Start of Given data

//! Integration tests for the phenostat binary

use assert_cmd::Command;
use ndarray::Array3;
use phenostat::nifti_io::write_volume;
use predicates::prelude::*;
use std::fs;
use std::path::Path;
use tempfile::TempDir;

/// Volumes, groups and a config for one intensity analysis
fn write_project(root: &Path, method: &str, solver: &str) {
    write_volume(&root.join("mask.nii.gz"), &Array3::from_elem((2, 2, 2), 1.0), [1.0; 3]).unwrap();
    let mut groups = String::from("vol,genotype\n");
    for i in 0..3 {
        let wt = Array3::from_shape_fn((2, 2, 2), |(x, y, z)| (x + y + z) as f32 + i as f32 * 0.3);
        let mut mt = wt.clone();
        mt[[0, 1, 0]] += 25.0;
        write_volume(&root.join(format!("wt{}.nii.gz", i)), &wt, [1.0; 3]).unwrap();
        write_volume(&root.join(format!("mut{}.nii.gz", i)), &mt, [1.0; 3]).unwrap();
        groups.push_str(&format!("wt{},wildtype\n", i));
    }
    for i in 0..3 {
        groups.push_str(&format!("mut{},mutant\n", i));
    }
    fs::write(root.join("groups.csv"), groups).unwrap();

    let config = format!(
        r#"
project_name = "cli"
output_dir = "out"
mask = "mask.nii.gz"
groups = "groups.csv"
formulas = ["data ~ genotype"]
{solver}

[[analysis]]
name = "intensity"
kind = "intensity"
method = "{method}"
wildtype = ["wt0.nii.gz", "wt1.nii.gz", "wt2.nii.gz"]
mutant = ["mut0.nii.gz", "mut1.nii.gz", "mut2.nii.gz"]
"#
    );
    fs::write(root.join("stats.toml"), config).unwrap();
}

#[test]
fn test_help_lists_options() {
    Command::cargo_bin("phenostat")
        .unwrap()
        .arg("--help")
        .assert()
        .success()
        .stdout(predicate::str::contains("--config"))
        .stdout(predicate::str::contains("--only"));
}

#[test]
fn test_missing_config_fails() {
    Command::cargo_bin("phenostat")
        .unwrap()
        .args(["--config", "/nonexistent/stats.toml"])
        .assert()
        .failure()
        .stderr(predicate::str::contains("Failed to load config"));
}

#[test]
fn test_ttest_run_writes_outputs() {
    let dir = TempDir::new().unwrap();
    write_project(dir.path(), "ttest", "");

    Command::cargo_bin("phenostat")
        .unwrap()
        .arg("--config")
        .arg(dir.path().join("stats.toml"))
        .assert()
        .success()
        .stderr(predicate::str::contains("intensity: completed"));

    let out = dir.path().join("out");
    assert!(out.join("run_summary.json").exists());
    assert!(out
        .join("intensity/TTest/cli_intensity_data_genotype_TTest_FDR_0.05_stats_.nii.gz")
        .exists());
}

#[test]
fn test_output_dir_override() {
    let dir = TempDir::new().unwrap();
    write_project(dir.path(), "linear-model", "");
    let elsewhere = dir.path().join("elsewhere");

    Command::cargo_bin("phenostat")
        .unwrap()
        .arg("--config")
        .arg(dir.path().join("stats.toml"))
        .arg("--output-dir")
        .arg(&elsewhere)
        .assert()
        .success();

    let summary = fs::read_to_string(elsewhere.join("run_summary.json")).unwrap();
    assert!(summary.contains("\"status\": \"completed\""));
    assert!(elsewhere.join("intensity/specimen_level/LinearModel").is_dir());
}

#[test]
fn test_failed_solver_exits_non_zero() {
    let dir = TempDir::new().unwrap();
    write_project(
        dir.path(),
        "linear-model",
        "[solver]\nkind = \"external\"\nprogram = \"false\"",
    );

    Command::cargo_bin("phenostat")
        .unwrap()
        .arg("--config")
        .arg(dir.path().join("stats.toml"))
        .assert()
        .failure()
        .stderr(predicate::str::contains("FAILED"));
}

#[test]
fn test_unknown_only_name_fails() {
    let dir = TempDir::new().unwrap();
    write_project(dir.path(), "ttest", "");

    Command::cargo_bin("phenostat")
        .unwrap()
        .arg("--config")
        .arg(dir.path().join("stats.toml"))
        .args(["--only", "organs"])
        .assert()
        .failure()
        .stderr(predicate::str::contains("no analysis named 'organs'"));
}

End of Given data

[Work order]:
Each record shown above is to be given again exactly.

[Output for this task]:
//! Integration tests for the phenostat binary

use assert_cmd::Command;
use ndarray::Array3;
use phenostat::nifti_io::write_volume;
use predicates::prelude::*;
use std::fs;
use std::path::Path;
use tempfile::TempDir;

/// Volumes, groups and a config for one intensity analysis
fn write_project(root: &Path, method: &str, solver: &str) {
    write_volume(&root.join("mask.nii.gz"), &Array3::from_elem((2, 2, 2), 1.0), [1.0; 3]).unwrap();
    let mut groups = String::from("vol,genotype\n");
    for i in 0..3 {
        let wt = Array3::from_shape_fn((2, 2, 2), |(x, y, z)| (x + y + z) as f32 + i as f32 * 0.3);
        let mut mt = wt.clone();
        mt[[0, 1, 0]] += 25.0;
        write_volume(&root.join(format!("wt{}.nii.gz", i)), &wt, [1.0; 3]).unwrap();
        write_volume(&root.join(format!("mut{}.nii.gz", i)), &mt, [1.0; 3]).unwrap();
        groups.push_str(&format!("wt{},wildtype\n", i));
    }
    for i in 0..3 {
        groups.push_str(&format!("mut{},mutant\n", i));
    }
    fs::write(root.join("groups.csv"), groups).unwrap();

    let config = format!(
        r#"
project_name = "cli"
output_dir = "out"
mask = "mask.nii.gz"
groups = "groups.csv"
formulas = ["data ~ genotype"]
{solver}

[[analysis]]
name = "intensity"
kind = "intensity"
method = "{method}"
wildtype = ["wt0.nii.gz", "wt1.nii.gz", "wt2.nii.gz"]
mutant = ["mut0.nii.gz", "mut1.nii.gz", "mut2.nii.gz"]
"#
    );
    fs::write(root.join("stats.toml"), config).unwrap();
}

#[test]
fn test_help_lists_options() {
    Command::cargo_bin("phenostat")
        .unwrap()
        .arg("--help")
        .assert()
        .success()
        .stdout(predicate::str::contains("--config"))
        .stdout(predicate::str::contains("--only"));
}

#[test]
fn test_missing_config_fails() {
    Command::cargo_bin("phenostat")
        .unwrap()
        .args(["--config", "/nonexistent/stats.toml"])
        .assert()
        .failure()
        .stderr(predicate::str::contains("Failed to load config"));
}

#[test]
fn test_ttest_run_writes_outputs() {
    let dir = TempDir::new().unwrap();
    write_project(dir.path(), "ttest", "");

    Command::cargo_bin("phenostat")
        .unwrap()
        .arg("--config")
        .arg(dir.path().join("stats.toml"))
        .assert()
        .success()
        .stderr(predicate::str::contains("intensity: completed"));

    let out = dir.path().join("out");
    assert!(out.join("run_summary.json").exists());
    assert!(out
        .join("intensity/TTest/cli_intensity_data_genotype_TTest_FDR_0.05_stats_.nii.gz")
        .exists());
}

#[test]
fn test_output_dir_override() {
    let dir = TempDir::new().unwrap();
    write_project(dir.path(), "linear-model", "");
    let elsewhere = dir.path().join("elsewhere");

    Command::cargo_bin("phenostat")
        .unwrap()
        .arg("--config")
        .arg(dir.path().join("stats.toml"))
        .arg("--output-dir")
        .arg(&elsewhere)
        .assert()
        .success();

    let summary = fs::read_to_string(elsewhere.join("run_summary.json")).unwrap();
    assert!(summary.contains("\"status\": \"completed\""));
    assert!(elsewhere.join("intensity/specimen_level/LinearModel").is_dir());
}

#[test]
fn test_failed_solver_exits_non_zero() {
    let dir = TempDir::new().unwrap();
    write_project(
        dir.path(),
        "linear-model",
        "[solver]\nkind = \"external\"\nprogram = \"false\"",
    );

    Command::cargo_bin("phenostat")
        .unwrap()
        .arg("--config")
        .arg(dir.path().join("stats.toml"))
        .assert()
        .failure()
        .stderr(predicate::str::contains("FAILED"));
}

#[test]
fn test_unknown_only_name_fails() {
    let dir = TempDir::new().unwrap();
    write_project(dir.path(), "ttest", "");

    Command::cargo_bin("phenostat")
        .unwrap()
        .arg("--config")
        .arg(dir.path().join("stats.toml"))
        .args(["--only", "organs"])
        .assert()
        .failure()
        .stderr(predicate::str::contains("no analysis named 'organs'"));
}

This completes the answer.